The establishment of a system of society based upon the common ownership and democratic control of the means and instruments for producing and distributing wealth by and in the interest of the whole community.

Declaration of Principles

THE SOCIALIST PARTY OF GREAT BRITAIN HOLDS:

1. That society as at present constituted is based upon the ownership of the means of living (ie land, factories, railways, etc.) by the capitalist or master class, and the consequent enslavement of the working class, by whose labour alone wealth is produced.

2. That in society, therefore, there is an antagonism of interests, manifesting itself as a class struggle, between those who possess but do not produce and those who produce but do not possess.

3.That this antagonism can be abolished only by the emancipation of the working class from the domination of the master class, by the conversion into common property of society of the means of production and distribution, and their democratic control by the whole people.

4. That as in the order of social evolution the working class is the last class to achieve its freedom, the emancipation of the working class will involve the emancipation of all mankind without distinction of race or sex.

5. That this emancipation must be the work of the working class itself.

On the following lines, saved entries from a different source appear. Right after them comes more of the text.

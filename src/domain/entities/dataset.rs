use serde::{Deserialize, Serialize};

use crate::domain::entities::competitor::Competitor;
use crate::domain::entities::fixture::FixtureMatch;
use crate::domain::entities::samples::{AvailabilitySample, Outcome, StatisticSample};

/// Everything a performance store can hold, loaded in one go.
#[derive(Debug, Clone, Default, Serialize, Deserialize)]
#[serde(deny_unknown_fields)]
pub struct Dataset {
    #[serde(default)]
    pub competitors: Vec<Competitor>,
    #[serde(default)]
    pub statistics: Vec<StatisticSample>,
    #[serde(default)]
    pub matches: Vec<FixtureMatch>,
    #[serde(default)]
    pub availability: Vec<AvailabilitySample>,
    #[serde(default)]
    pub outcomes: Vec<Outcome>,
}
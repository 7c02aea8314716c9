pub mod competitor;
pub mod dataset;
pub mod fixture;
pub mod forecast;
pub mod samples;
pub mod strategy;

6. That as the machinery of government, including the armed forces of the nation, exists only to conserve the monopoly by the capitalist class of the wealth taken from the workers, the working class must organise consciously and politically for the conquest of the powers of government, national and local, in order that this machinery, including these forces, may be converted from an instrument of oppression into the agent of emancipation and the overthrow of privilege, aristocratic and plutocratic.

7. That as all political parties are but the expression of class interests, and as the interest of the working class is diametrically opposed to the interests of all sections of the master class, the party seeking working class emancipation must be hostile to every other party.

8. The Socialist Party of Great Britain, therefore, enters the field of political action determined to wage war against all other political parties, whether alleged labour or avowedly capitalist, and calls upon the members of the working class of this country to muster under its banner to the end that a speedy termination may be wrought to the system which deprives them of the fruits of their labour, and that poverty may give place to comfort, privilege to equality, and slavery to freedom.